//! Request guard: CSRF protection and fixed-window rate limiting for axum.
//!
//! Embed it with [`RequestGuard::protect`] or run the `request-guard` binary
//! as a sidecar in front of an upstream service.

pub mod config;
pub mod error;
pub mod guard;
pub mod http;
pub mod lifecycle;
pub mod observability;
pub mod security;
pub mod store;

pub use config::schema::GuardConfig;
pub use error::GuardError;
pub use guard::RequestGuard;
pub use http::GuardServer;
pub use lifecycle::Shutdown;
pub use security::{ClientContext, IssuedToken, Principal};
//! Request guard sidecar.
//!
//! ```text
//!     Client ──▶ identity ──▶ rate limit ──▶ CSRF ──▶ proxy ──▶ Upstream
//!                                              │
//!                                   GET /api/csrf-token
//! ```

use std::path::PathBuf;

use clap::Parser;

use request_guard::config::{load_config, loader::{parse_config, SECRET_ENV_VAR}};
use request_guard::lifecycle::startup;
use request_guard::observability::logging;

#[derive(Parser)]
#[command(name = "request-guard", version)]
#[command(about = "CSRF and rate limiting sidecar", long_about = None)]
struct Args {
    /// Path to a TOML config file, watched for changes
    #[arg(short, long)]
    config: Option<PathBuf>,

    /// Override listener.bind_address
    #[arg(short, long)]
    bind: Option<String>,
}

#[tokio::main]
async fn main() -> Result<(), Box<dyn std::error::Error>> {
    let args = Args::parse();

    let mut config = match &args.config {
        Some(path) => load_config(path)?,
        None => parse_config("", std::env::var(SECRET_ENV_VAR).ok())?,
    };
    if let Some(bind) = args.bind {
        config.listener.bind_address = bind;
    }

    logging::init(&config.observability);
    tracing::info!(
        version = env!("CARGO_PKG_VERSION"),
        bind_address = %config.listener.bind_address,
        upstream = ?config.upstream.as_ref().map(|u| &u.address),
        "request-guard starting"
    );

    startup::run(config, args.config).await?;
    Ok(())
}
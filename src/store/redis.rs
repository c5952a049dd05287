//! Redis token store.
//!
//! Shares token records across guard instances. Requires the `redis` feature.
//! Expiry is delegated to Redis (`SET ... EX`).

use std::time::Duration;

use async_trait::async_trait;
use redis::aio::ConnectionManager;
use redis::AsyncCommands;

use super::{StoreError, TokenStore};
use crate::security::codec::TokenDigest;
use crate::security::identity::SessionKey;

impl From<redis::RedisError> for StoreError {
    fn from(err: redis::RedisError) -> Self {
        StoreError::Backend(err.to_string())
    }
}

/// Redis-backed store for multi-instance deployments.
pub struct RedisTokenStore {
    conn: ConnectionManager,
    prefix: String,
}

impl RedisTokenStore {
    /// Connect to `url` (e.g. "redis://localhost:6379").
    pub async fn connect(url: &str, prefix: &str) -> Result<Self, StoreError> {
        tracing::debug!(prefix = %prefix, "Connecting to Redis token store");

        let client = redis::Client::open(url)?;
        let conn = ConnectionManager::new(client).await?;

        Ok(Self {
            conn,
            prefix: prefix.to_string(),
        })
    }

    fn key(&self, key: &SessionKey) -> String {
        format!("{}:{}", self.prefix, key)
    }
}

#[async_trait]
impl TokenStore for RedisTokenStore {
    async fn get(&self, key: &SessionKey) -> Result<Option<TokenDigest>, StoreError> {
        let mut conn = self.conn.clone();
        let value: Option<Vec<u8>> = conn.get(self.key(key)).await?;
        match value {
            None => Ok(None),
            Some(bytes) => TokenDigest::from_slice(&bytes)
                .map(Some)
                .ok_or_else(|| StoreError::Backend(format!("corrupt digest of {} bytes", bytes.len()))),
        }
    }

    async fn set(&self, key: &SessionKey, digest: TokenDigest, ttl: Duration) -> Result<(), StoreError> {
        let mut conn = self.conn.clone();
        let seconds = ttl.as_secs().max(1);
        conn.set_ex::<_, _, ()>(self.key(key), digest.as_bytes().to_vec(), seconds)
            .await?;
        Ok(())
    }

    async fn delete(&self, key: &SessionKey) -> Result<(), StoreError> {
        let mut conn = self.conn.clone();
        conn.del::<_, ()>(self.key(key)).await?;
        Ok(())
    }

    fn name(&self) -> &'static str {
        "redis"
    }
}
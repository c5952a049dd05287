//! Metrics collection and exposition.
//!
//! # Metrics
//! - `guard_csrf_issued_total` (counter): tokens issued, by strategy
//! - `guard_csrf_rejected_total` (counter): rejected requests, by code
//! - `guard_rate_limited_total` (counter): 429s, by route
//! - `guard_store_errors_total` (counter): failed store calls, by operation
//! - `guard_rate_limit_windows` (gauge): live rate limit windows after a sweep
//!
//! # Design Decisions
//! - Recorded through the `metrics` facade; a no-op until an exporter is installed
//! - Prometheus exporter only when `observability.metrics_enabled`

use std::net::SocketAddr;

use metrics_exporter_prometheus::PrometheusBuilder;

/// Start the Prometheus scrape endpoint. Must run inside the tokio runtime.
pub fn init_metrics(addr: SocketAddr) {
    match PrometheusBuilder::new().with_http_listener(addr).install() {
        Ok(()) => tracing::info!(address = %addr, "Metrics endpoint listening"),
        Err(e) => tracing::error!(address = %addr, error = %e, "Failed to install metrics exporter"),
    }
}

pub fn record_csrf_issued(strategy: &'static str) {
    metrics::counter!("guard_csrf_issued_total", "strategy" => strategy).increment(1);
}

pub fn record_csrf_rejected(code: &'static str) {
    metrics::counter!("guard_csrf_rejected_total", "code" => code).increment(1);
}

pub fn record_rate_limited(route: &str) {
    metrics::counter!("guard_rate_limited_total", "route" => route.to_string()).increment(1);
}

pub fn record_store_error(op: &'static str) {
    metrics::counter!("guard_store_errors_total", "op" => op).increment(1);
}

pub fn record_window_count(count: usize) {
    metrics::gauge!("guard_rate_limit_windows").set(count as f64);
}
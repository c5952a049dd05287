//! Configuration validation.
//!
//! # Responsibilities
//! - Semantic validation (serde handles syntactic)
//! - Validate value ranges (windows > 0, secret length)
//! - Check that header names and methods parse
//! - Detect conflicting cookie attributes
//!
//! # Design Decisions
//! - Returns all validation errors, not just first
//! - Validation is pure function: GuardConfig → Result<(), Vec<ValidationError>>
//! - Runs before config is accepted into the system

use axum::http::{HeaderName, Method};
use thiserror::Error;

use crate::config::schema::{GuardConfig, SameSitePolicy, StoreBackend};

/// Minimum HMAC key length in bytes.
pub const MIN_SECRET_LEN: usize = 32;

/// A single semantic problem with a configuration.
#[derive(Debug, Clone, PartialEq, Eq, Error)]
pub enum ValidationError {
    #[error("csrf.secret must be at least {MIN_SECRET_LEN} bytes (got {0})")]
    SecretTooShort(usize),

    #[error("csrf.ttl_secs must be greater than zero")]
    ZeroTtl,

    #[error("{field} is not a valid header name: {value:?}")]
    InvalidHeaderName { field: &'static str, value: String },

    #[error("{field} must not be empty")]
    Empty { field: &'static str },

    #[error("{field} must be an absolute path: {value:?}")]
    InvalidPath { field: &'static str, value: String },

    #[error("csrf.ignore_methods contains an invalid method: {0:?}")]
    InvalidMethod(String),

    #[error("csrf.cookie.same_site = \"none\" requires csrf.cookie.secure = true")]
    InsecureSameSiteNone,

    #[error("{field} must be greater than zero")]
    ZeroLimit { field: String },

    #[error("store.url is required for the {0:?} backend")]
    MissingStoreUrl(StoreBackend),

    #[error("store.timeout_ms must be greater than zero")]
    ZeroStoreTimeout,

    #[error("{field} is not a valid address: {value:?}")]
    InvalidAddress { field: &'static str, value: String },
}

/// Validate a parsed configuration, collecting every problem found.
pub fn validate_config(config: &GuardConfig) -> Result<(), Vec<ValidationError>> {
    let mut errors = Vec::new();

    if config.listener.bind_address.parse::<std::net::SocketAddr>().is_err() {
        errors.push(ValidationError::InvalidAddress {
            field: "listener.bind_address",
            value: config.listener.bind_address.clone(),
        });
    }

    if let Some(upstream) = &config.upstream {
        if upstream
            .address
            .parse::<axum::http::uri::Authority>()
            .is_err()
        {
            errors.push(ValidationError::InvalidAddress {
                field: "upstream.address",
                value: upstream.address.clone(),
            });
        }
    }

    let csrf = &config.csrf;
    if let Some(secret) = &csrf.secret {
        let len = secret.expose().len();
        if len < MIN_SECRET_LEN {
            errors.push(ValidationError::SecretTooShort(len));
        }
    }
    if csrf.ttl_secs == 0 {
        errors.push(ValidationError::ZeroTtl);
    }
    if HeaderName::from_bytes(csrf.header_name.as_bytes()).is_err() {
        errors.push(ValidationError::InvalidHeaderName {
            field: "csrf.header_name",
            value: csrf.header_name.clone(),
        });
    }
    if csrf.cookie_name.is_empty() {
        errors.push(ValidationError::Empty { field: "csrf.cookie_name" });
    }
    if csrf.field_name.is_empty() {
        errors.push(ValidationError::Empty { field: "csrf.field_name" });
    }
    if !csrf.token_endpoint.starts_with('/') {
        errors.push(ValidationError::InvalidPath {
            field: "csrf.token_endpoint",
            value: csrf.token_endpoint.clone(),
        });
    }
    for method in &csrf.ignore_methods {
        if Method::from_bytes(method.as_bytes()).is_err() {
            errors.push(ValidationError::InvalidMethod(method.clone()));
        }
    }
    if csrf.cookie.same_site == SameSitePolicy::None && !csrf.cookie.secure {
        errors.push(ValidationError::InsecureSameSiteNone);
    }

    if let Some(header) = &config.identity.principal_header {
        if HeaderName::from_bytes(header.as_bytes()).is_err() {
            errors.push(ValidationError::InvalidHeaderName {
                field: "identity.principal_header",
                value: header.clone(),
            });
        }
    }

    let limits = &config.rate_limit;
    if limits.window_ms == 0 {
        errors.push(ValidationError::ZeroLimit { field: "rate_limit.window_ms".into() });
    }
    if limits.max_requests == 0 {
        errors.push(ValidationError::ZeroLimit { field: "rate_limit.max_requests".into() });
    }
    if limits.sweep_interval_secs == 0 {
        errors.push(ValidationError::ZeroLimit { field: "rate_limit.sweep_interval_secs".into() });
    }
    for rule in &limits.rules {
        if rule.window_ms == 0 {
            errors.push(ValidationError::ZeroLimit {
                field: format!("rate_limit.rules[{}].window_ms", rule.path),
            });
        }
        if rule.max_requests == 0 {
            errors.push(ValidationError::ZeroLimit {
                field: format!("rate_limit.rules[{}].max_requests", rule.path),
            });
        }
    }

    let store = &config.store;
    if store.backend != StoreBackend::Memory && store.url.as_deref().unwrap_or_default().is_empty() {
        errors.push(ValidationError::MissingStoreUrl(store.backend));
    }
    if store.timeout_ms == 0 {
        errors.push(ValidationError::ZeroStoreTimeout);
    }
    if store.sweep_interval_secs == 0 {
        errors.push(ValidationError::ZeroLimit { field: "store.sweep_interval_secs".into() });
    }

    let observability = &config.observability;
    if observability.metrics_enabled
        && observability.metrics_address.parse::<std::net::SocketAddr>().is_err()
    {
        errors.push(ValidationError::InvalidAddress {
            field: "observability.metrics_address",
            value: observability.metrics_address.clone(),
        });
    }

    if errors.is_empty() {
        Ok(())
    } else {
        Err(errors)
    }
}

______________________________

◆ **PROBLEM DETAILS**:
In the entries above, find each line that includes the string "crate" and copy it.

◆ **RESPONSE AREA**:
use crate::security::codec::TokenDigest;
use crate::security::identity::SessionKey;
use crate::config::schema::{GuardConfig, SameSitePolicy, StoreBackend};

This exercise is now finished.